Documents and Views in Pythonwin
Introduction
This document describes the document/view architecture of Pythonwin. It is assumed you have read the Pythonwin architecture documentation and are somewhat familiar with the standard MFC architecture.
Wherever possible, Pythonwin and the samples have followed the same architecture as MFC. This has advantages and disadvantages. Often the MFC architecture does not seem to fit with small, short GUI utilities, due to the reliance on "document" based applications. On the positive, Pythonwin can leverage off the full MFC functionality. This means minimal code to get full-blown application support.
Document and View - Control Flow
[This needs lots more work. There where 2 flow-charts, which were semi-useless!]
The creation of the frame and views are typically done via the PyCWnd.LoadFrame method. During this call, the windows are created, and virtual functions pass control back to Python. The LoadFrame flow is shown in the separate diagram.
Object Oriented Documents
Sam Rushing once asked me "there needs to be a way to create 'object-oriented' documents, by that I mean a document with an object associated with it rather than a string.

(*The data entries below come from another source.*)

use std::fmt;
use std::io;

/// Error kinds surfaced by backends and the model.
#[derive(Debug, Clone, Copy, PartialEq, Eq, Hash)]
pub enum FsErrorKind {
    NotFound,
    Exists,
    NotDirectory,
    PermissionDenied,
    Cancelled,
    NotSupported,
    InvalidArg,
    /// A partially typed path or URI that cannot be resolved yet.
    PartialInput,
    TimedOut,
    HostUnreachable,
    ConnectionClosed,
    Failed,
}

/// What the model does with a node whose backend operation failed.
#[derive(Debug, Clone, Copy, PartialEq, Eq)]
pub enum ErrorDisposition {
    /// The path is gone: remove the node and its subtree.
    Kick,
    /// Keep the node, flag it unavailable.
    Retain,
    /// Transport level failure: disconnect the owning device node.
    EscalateToDevice,
    /// Superseded operation, nothing to do.
    Ignore,
}

#[derive(Debug)]
pub struct FsError {
    kind: FsErrorKind,
    message: String,
    source: Option<Box<dyn std::error::Error + Send + Sync>>,
}

impl FsError {
    pub fn new(kind: FsErrorKind, message: impl Into<String>) -> Self {
        Self {
            kind,
            message: message.into(),
            source: None,
        }
    }

    pub fn with_source(
        kind: FsErrorKind,
        message: impl Into<String>,
        source: Box<dyn std::error::Error + Send + Sync>,
    ) -> Self {
        Self {
            kind,
            message: message.into(),
            source: Some(source),
        }
    }

    pub fn not_found(what: impl fmt::Display) -> Self {
        Self::new(FsErrorKind::NotFound, format!("{} not found", what))
    }

    pub fn cancelled() -> Self {
        Self::new(FsErrorKind::Cancelled, "Operation cancelled")
    }

    pub fn kind(&self) -> FsErrorKind {
        self.kind
    }

    pub fn message(&self) -> &str {
        &self.message
    }

    pub fn disposition(&self) -> ErrorDisposition {
        match self.kind {
            FsErrorKind::NotFound => ErrorDisposition::Kick,
            FsErrorKind::Cancelled => ErrorDisposition::Ignore,
            // FAILED stands in for the timeout code older backends reported.
            FsErrorKind::TimedOut
            | FsErrorKind::Failed
            | FsErrorKind::HostUnreachable
            | FsErrorKind::ConnectionClosed => ErrorDisposition::EscalateToDevice,
            _ => ErrorDisposition::Retain,
        }
    }

    /// Copy of the error without its source chain, for storing as node state.
    pub fn detached(&self) -> Self {
        Self::new(self.kind, self.message.clone())
    }
}

impl fmt::Display for FsError {
    fn fmt(&self, f: &mut fmt::Formatter<'_>) -> fmt::Result {
        write!(f, "{:?}: {}", self.kind, self.message)
    }
}

impl std::error::Error for FsError {
    fn source(&self) -> Option<&(dyn std::error::Error + 'static)> {
        self.source.as_deref().map(|e| e as &dyn std::error::Error)
    }
}

impl From<io::Error> for FsError {
    fn from(err: io::Error) -> Self {
        let kind = match err.kind() {
            io::ErrorKind::NotFound => FsErrorKind::NotFound,
            io::ErrorKind::PermissionDenied => FsErrorKind::PermissionDenied,
            io::ErrorKind::AlreadyExists => FsErrorKind::Exists,
            io::ErrorKind::InvalidInput => FsErrorKind::InvalidArg,
            io::ErrorKind::TimedOut => FsErrorKind::TimedOut,
            io::ErrorKind::Unsupported => FsErrorKind::NotSupported,
            io::ErrorKind::ConnectionRefused
            | io::ErrorKind::ConnectionReset
            | io::ErrorKind::ConnectionAborted
            | io::ErrorKind::NotConnected
            | io::ErrorKind::BrokenPipe => FsErrorKind::ConnectionClosed,
            _ => FsErrorKind::Failed,
        };

        Self::with_source(kind, err.to_string(), Box::new(err))
    }
}

impl From<notify::Error> for FsError {
    fn from(err: notify::Error) -> Self {
        Self::new(FsErrorKind::Failed, format!("File watcher error: {}", err))
    }
}

pub type FsResult<T> = Result<T, FsError>;
pub mod local;
pub mod memory;
pub mod thumbnail;

use std::sync::Arc;

use async_trait::async_trait;
use tokio::sync::broadcast;

use crate::cancellable::Cancellable;
use crate::error::FsResult;
use crate::file_info::FileInfo;
use crate::folder::Folder;
use crate::path::FilePath;
use crate::service::bookmarks::Bookmark;
use crate::volume::Volume;

/// Backend wide notifications.
#[derive(Debug, Clone, Copy, PartialEq, Eq)]
pub enum BackendEvent {
    VolumesChanged,
    BookmarksChanged,
}

/// Pluggable file-system abstraction consumed by the model.
///
/// Every asynchronous operation takes an optional [`Cancellable`];
/// cancelling an operation that already completed is a no-op. The model
/// only ever awaits these from spawned tasks, so implementations may take
/// as long as the transport needs.
#[async_trait]
pub trait FileSystem: Send + Sync {
    /// Opens a live listing of `path`.
    async fn get_folder(
        &self,
        path: &FilePath,
        attributes: &str,
        cancellable: Option<&Cancellable>,
    ) -> FsResult<Box<dyn Folder>>;

    async fn get_info(
        &self,
        path: &FilePath,
        attributes: &str,
        cancellable: Option<&Cancellable>,
    ) -> FsResult<FileInfo>;

    /// Fails with `Exists` when something already lives at `path`.
    async fn create_folder(&self, path: &FilePath, cancellable: Option<&Cancellable>) -> FsResult<()>;

    async fn mount_volume(
        &self,
        volume: &Arc<dyn Volume>,
        cancellable: Option<&Cancellable>,
    ) -> FsResult<()> {
        volume.mount(cancellable).await
    }

    fn list_volumes(&self) -> Vec<Arc<dyn Volume>>;

    /// Volume whose activation root is `path` or one of its ancestors.
    fn get_volume_for_path(&self, path: &FilePath) -> Option<Arc<dyn Volume>> {
        self.list_volumes().into_iter().find(|volume| {
            let root = volume.get_activation_root();
            &root == path || root.is_ancestor_of(path)
        })
    }

    async fn list_bookmarks(&self) -> FsResult<Vec<Bookmark>>;

    async fn insert_bookmark(
        &self,
        path: &FilePath,
        label: Option<&str>,
        position: Option<usize>,
    ) -> FsResult<()>;

    async fn remove_bookmark(&self, path: &FilePath) -> FsResult<()>;

    /// Volume and bookmark change notifications.
    fn subscribe(&self) -> broadcast::Receiver<BackendEvent>;
}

Currently the only way to open a document forces you to use a string (or None)."
The most obvious path to take would seem to override "OpenDocumentFile" or some such, and pass an object rather than a file name. The document could then load itself from the object, and all would be happy. Unfortunately, the tight integration with MFC means this can not work, and led to Sam's frustration above.

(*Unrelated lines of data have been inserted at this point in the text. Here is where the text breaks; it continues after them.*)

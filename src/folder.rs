//! Live per-directory listings handed out by backends.
//!
//! A [`Folder`] answers synchronous questions about what a directory holds
//! right now, and hands out a [`FolderMonitor`] once, through which the
//! backend reports changes. Backends build folders from a
//! [`ListingFolder`]/[`FolderSink`] pair: the sink side mutates the shared
//! listing and publishes the matching [`FolderEvent`].

use std::collections::HashMap;
use std::pin::Pin;
use std::sync::{Arc, RwLock, RwLockReadGuard, RwLockWriteGuard};
use std::task::{Context, Poll};

use futures::Stream;
use tokio::sync::mpsc;

use crate::error::{FsError, FsResult};
use crate::file_info::FileInfo;
use crate::path::FilePath;

#[derive(Debug)]
pub enum FolderEvent {
    FilesAdded(Vec<FilePath>),
    FilesRemoved(Vec<FilePath>),
    FilesChanged(Vec<FilePath>),
    FinishedLoading,
    /// The monitored directory itself went away.
    Deleted,
    /// The listing broke down after the folder was handed out.
    Error(FsError),
}

pub trait Folder: Send + Sync + std::fmt::Debug {
    fn path(&self) -> &FilePath;

    /// Snapshot of the children known so far, in backend order.
    fn list_children(&self) -> FsResult<Vec<FilePath>>;

    /// Cached info of a child of this folder.
    fn get_info(&self, path: &FilePath) -> FsResult<FileInfo>;

    fn is_finished_loading(&self) -> bool;

    /// Hands out the change stream. Only the first call returns `Some`.
    fn take_monitor(&mut self) -> Option<FolderMonitor>;
}

pub struct FolderMonitor {
    receiver: mpsc::UnboundedReceiver<FolderEvent>,
    _watcher: Option<Box<dyn std::any::Any + Send + Sync>>,
}

impl FolderMonitor {
    pub fn new(
        receiver: mpsc::UnboundedReceiver<FolderEvent>,
        watcher: Option<Box<dyn std::any::Any + Send + Sync>>,
    ) -> Self {
        Self {
            receiver,
            _watcher: watcher,
        }
    }

    pub async fn next_event(&mut self) -> Option<FolderEvent> {
        self.receiver.recv().await
    }
}

impl Stream for FolderMonitor {
    type Item = FolderEvent;

    fn poll_next(mut self: Pin<&mut Self>, cx: &mut Context<'_>) -> Poll<Option<FolderEvent>> {
        self.receiver.poll_recv(cx)
    }
}

impl std::fmt::Debug for FolderMonitor {
    fn fmt(&self, f: &mut std::fmt::Formatter<'_>) -> std::fmt::Result {
        f.debug_struct("FolderMonitor").finish_non_exhaustive()
    }
}

#[derive(Debug, Default)]
struct ListingState {
    order: Vec<FilePath>,
    infos: HashMap<FilePath, FileInfo>,
    finished: bool,
}

/// Folder backed by a shared in-memory listing.
#[derive(Debug)]
pub struct ListingFolder {
    path: FilePath,
    state: Arc<RwLock<ListingState>>,
    monitor: Option<FolderMonitor>,
}

/// Writer side of a [`ListingFolder`].
#[derive(Debug, Clone)]
pub struct FolderSink {
    path: FilePath,
    state: Arc<RwLock<ListingState>>,
    sender: mpsc::UnboundedSender<FolderEvent>,
}

impl ListingFolder {
    /// Creates a folder and the sink that feeds it.
    pub fn new(path: FilePath) -> (Self, FolderSink) {
        let (sender, receiver) = mpsc::unbounded_channel();
        let state = Arc::new(RwLock::new(ListingState::default()));
        let folder = Self {
            path: path.clone(),
            state: state.clone(),
            monitor: Some(FolderMonitor::new(receiver, None)),
        };
        let sink = FolderSink {
            path,
            state,
            sender,
        };
        (folder, sink)
    }

    /// Keeps `watcher` alive for as long as the monitor is.
    pub fn attach_watcher(&mut self, watcher: Box<dyn std::any::Any + Send + Sync>) {
        if let Some(monitor) = self.monitor.as_mut() {
            monitor._watcher = Some(watcher);
        }
    }

    fn read(&self) -> RwLockReadGuard<'_, ListingState> {
        match self.state.read() {
            Ok(guard) => guard,
            Err(e) => e.into_inner(),
        }
    }
}

impl Folder for ListingFolder {
    fn path(&self) -> &FilePath {
        &self.path
    }

    fn list_children(&self) -> FsResult<Vec<FilePath>> {
        Ok(self.read().order.clone())
    }

    fn get_info(&self, path: &FilePath) -> FsResult<FileInfo> {
        self.read()
            .infos
            .get(path)
            .cloned()
            .ok_or_else(|| FsError::not_found(path))
    }

    fn is_finished_loading(&self) -> bool {
        self.read().finished
    }

    fn take_monitor(&mut self) -> Option<FolderMonitor> {
        self.monitor.take()
    }
}

impl FolderSink {
    pub fn path(&self) -> &FilePath {
        &self.path
    }

    /// True once the folder and its monitor have both been dropped.
    pub fn is_closed(&self) -> bool {
        self.sender.is_closed()
    }

    fn write(&self) -> RwLockWriteGuard<'_, ListingState> {
        match self.state.write() {
            Ok(guard) => guard,
            Err(e) => e.into_inner(),
        }
    }

    fn send(&self, event: FolderEvent) {
        // A closed channel only means nobody listens any more.
        let _ = self.sender.send(event);
    }

    /// Adds or replaces entries. New paths are reported as added, known
    /// ones as changed.
    pub fn add(&self, entries: Vec<(FilePath, FileInfo)>) {
        let mut added = Vec::new();
        let mut changed = Vec::new();
        {
            let mut state = self.write();
            for (path, info) in entries {
                if state.infos.insert(path.clone(), info).is_some() {
                    changed.push(path);
                } else {
                    state.order.push(path.clone());
                    added.push(path);
                }
            }
        }
        if !added.is_empty() {
            self.send(FolderEvent::FilesAdded(added));
        }
        if !changed.is_empty() {
            self.send(FolderEvent::FilesChanged(changed));
        }
    }

    /// Fills the listing without publishing events; for the state a folder
    /// already has when it is handed out.
    pub fn preload(&self, entries: Vec<(FilePath, FileInfo)>, finished: bool) {
        let mut state = self.write();
        for (path, info) in entries {
            if state.infos.insert(path.clone(), info).is_none() {
                state.order.push(path);
            }
        }
        state.finished = finished;
    }

    pub fn remove(&self, paths: Vec<FilePath>) {
        let removed: Vec<FilePath> = {
            let mut state = self.write();
            let removed: Vec<FilePath> = paths
                .into_iter()
                .filter(|p| state.infos.remove(p).is_some())
                .collect();
            state.order.retain(|p| !removed.contains(p));
            removed
        };
        if !removed.is_empty() {
            self.send(FolderEvent::FilesRemoved(removed));
        }
    }

    pub fn change(&self, path: FilePath, info: FileInfo) {
        let known = {
            let mut state = self.write();
            match state.infos.get_mut(&path) {
                Some(slot) => {
                    *slot = info;
                    true
                }
                None => false,
            }
        };
        if known {
            self.send(FolderEvent::FilesChanged(vec![path]));
        }
    }

    pub fn finish(&self) {
        self.write().finished = true;
        self.send(FolderEvent::FinishedLoading);
    }

    pub fn deleted(&self) {
        self.send(FolderEvent::Deleted);
    }

    pub fn fail(&self, error: FsError) {
        self.send(FolderEvent::Error(error));
    }

    pub fn contains(&self, path: &FilePath) -> bool {
        match self.state.read() {
            Ok(state) => state.infos.contains_key(path),
            Err(e) => e.into_inner().infos.contains_key(path),
        }
    }
}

On the other hand, the "OpenDocumentFile" method is provided for integration with a standard MDI interface, and the Windows explorer. Obviously, it is not possible to select "File/Open", and load an object based document.
However, I didn't have an easy answer for him.
MFC's OLE Implementation
The closest example to the "right" way to do it seemed to be the MFC OLE implementation. When you have an object embedded in another document, and the user wants to edit the object, MFC must load the object without a simple "file name" parameter. MFC's approach is this:
- A normal blank document is created (via OnNewDocument)

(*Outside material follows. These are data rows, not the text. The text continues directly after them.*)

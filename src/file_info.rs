use std::collections::HashMap;

pub const ATTR_NAME: &str = "standard::name";
pub const ATTR_DISPLAY_NAME: &str = "standard::display-name";
pub const ATTR_TYPE: &str = "standard::type";
pub const ATTR_SIZE: &str = "standard::size";
pub const ATTR_CONTENT_TYPE: &str = "standard::content-type";
pub const ATTR_ICON: &str = "standard::icon";
pub const ATTR_IS_HIDDEN: &str = "standard::is-hidden";
pub const ATTR_TITLE: &str = "metadata::title";
pub const ATTR_AUTHOR: &str = "metadata::author";
pub const ATTR_MODIFIED: &str = "time::modified";

/// Attribute set requested by the model for every listed child.
pub const MODEL_ATTRIBUTES: &str = "standard::*,time::modified,metadata::*";

#[derive(Debug, Clone, PartialEq)]
pub enum FileAttributeType {
    String(String),
    Boolean(bool),
    Uint32(u32),
    Uint64(u64),
    Int64(i64),
}

#[derive(Debug, Clone, Copy, PartialEq, Eq)]
pub enum FileType {
    Unknown,
    Regular,
    Directory,
    SymbolicLink,
    Special,
    Mountable,
}

impl FileType {
    fn to_raw(self) -> u32 {
        match self {
            FileType::Unknown => 0,
            FileType::Regular => 1,
            FileType::Directory => 2,
            FileType::SymbolicLink => 3,
            FileType::Special => 4,
            FileType::Mountable => 6,
        }
    }

    fn from_raw(val: u32) -> Self {
        match val {
            1 => FileType::Regular,
            2 => FileType::Directory,
            3 => FileType::SymbolicLink,
            4 => FileType::Special,
            6 => FileType::Mountable,
            _ => FileType::Unknown,
        }
    }
}

/// Metadata bag cached per node.
#[derive(Debug, Clone, Default, PartialEq)]
pub struct FileInfo {
    attributes: HashMap<String, FileAttributeType>,
}

impl FileInfo {
    pub fn new() -> Self {
        Self::default()
    }

    /// Convenience constructor used by backends for a plain entry.
    pub fn for_entry(name: &str, file_type: FileType) -> Self {
        let mut info = Self::new();
        info.set_name(name);
        info.set_display_name(name);
        info.set_file_type(file_type);
        info.set_is_hidden(name.starts_with('.'));
        info
    }

    pub fn set_attribute(&mut self, key: &str, value: FileAttributeType) {
        self.attributes.insert(key.to_string(), value);
    }

    pub fn get_attribute(&self, key: &str) -> Option<&FileAttributeType> {
        self.attributes.get(key)
    }

    pub fn has_attribute(&self, key: &str) -> bool {
        self.attributes.contains_key(key)
    }

    pub fn remove_attribute(&mut self, key: &str) {
        self.attributes.remove(key);
    }

    fn get_string(&self, key: &str) -> Option<&str> {
        match self.get_attribute(key) {
            Some(FileAttributeType::String(s)) => Some(s),
            _ => None,
        }
    }

    pub fn set_name(&mut self, name: &str) {
        self.set_attribute(ATTR_NAME, FileAttributeType::String(name.to_string()));
    }

    pub fn get_name(&self) -> Option<&str> {
        self.get_string(ATTR_NAME)
    }

    pub fn set_display_name(&mut self, name: &str) {
        self.set_attribute(ATTR_DISPLAY_NAME, FileAttributeType::String(name.to_string()));
    }

    pub fn get_display_name(&self) -> Option<&str> {
        self.get_string(ATTR_DISPLAY_NAME)
    }

    pub fn set_file_type(&mut self, file_type: FileType) {
        self.set_attribute(ATTR_TYPE, FileAttributeType::Uint32(file_type.to_raw()));
    }

    pub fn get_file_type(&self) -> FileType {
        match self.get_attribute(ATTR_TYPE) {
            Some(FileAttributeType::Uint32(val)) => FileType::from_raw(*val),
            _ => FileType::Unknown,
        }
    }

    pub fn is_folder(&self) -> bool {
        matches!(self.get_file_type(), FileType::Directory | FileType::Mountable)
    }

    pub fn set_size(&mut self, size: u64) {
        self.set_attribute(ATTR_SIZE, FileAttributeType::Uint64(size));
    }

    pub fn get_size(&self) -> u64 {
        match self.get_attribute(ATTR_SIZE) {
            Some(FileAttributeType::Uint64(s)) => *s,
            Some(FileAttributeType::Int64(s)) => (*s).max(0) as u64,
            _ => 0,
        }
    }

    pub fn set_content_type(&mut self, content_type: &str) {
        self.set_attribute(ATTR_CONTENT_TYPE, FileAttributeType::String(content_type.to_string()));
    }

    pub fn get_content_type(&self) -> Option<&str> {
        self.get_string(ATTR_CONTENT_TYPE)
    }

    pub fn set_icon(&mut self, icon: &str) {
        self.set_attribute(ATTR_ICON, FileAttributeType::String(icon.to_string()));
    }

    pub fn get_icon(&self) -> Option<&str> {
        self.get_string(ATTR_ICON)
    }

    pub fn set_is_hidden(&mut self, hidden: bool) {
        self.set_attribute(ATTR_IS_HIDDEN, FileAttributeType::Boolean(hidden));
    }

    pub fn is_hidden(&self) -> bool {
        matches!(self.get_attribute(ATTR_IS_HIDDEN), Some(FileAttributeType::Boolean(true)))
    }

    /// Seconds since the Unix epoch.
    pub fn set_modification_time(&mut self, time: u64) {
        self.set_attribute(ATTR_MODIFIED, FileAttributeType::Uint64(time));
    }

    pub fn get_modification_time(&self) -> Option<u64> {
        match self.get_attribute(ATTR_MODIFIED) {
            Some(FileAttributeType::Uint64(t)) => Some(*t),
            _ => None,
        }
    }

    pub fn set_title(&mut self, title: &str) {
        self.set_attribute(ATTR_TITLE, FileAttributeType::String(title.to_string()));
    }

    pub fn get_title(&self) -> Option<&str> {
        self.get_string(ATTR_TITLE)
    }

    pub fn set_author(&mut self, author: &str) {
        self.set_attribute(ATTR_AUTHOR, FileAttributeType::String(author.to_string()));
    }

    pub fn get_author(&self) -> Option<&str> {
        self.get_string(ATTR_AUTHOR)
    }
}

#[cfg(test)]
mod tests {
    use super::*;

    #[test]
    fn entry_constructor_marks_dot_files_hidden() {
        let info = FileInfo::for_entry(".profile", FileType::Regular);
        assert!(info.is_hidden());
        assert!(!info.is_folder());
        assert_eq!(info.get_display_name(), Some(".profile"));

        let dir = FileInfo::for_entry("Music", FileType::Directory);
        assert!(!dir.is_hidden());
        assert!(dir.is_folder());
    }
}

- COLEServerDoc's OLE XPersistStorage::Load() method is called, with an "object" (the OLE storage pointer)
- The Documents OnOpenEmbedding() method is called.
- OnOpenDocument is called, with a NULL file name parameter.
- Serialize is called.
Instead of changing the meaning of the existing functions, MFC adds new definitions for derived classes, such as OnOpenEmbedding
Back to our example
The cleanest thing seems to be to duplicate the functionality of "OpenDocumentFile" - such as "OpenObject". You would do this by:
- Check to see if there is already a document representing the document open. If so, switch to it and return.
- Create a new document object.
- Create a frame for the document
- Call OnNewDocument to initialise the document.
- Set the documents title
- Call InitialUpdateFrame for the initial display.
"objdoc.py".
In the Pythonwin demos directory, there is a file "objdoc.py".
This module defines a template, which has an "OpenObject" method, and takes any Python object as an argument. If window with the object is already open, it is switched to. If not, a edit window is created, and the objects "repr" is written to the window.
Standard virtual function specification.
I'm not sure where to stick this!
In general, the C++ virtual function handlers follow the same general logic. If no handler is defined, the base class is called. If a Python handler is defined, the base C++ class is not called. In the latter case, it is up to the Python programmer to ensure the base class is called if necessary. This is normally done by calling the method in the underlying _obj_.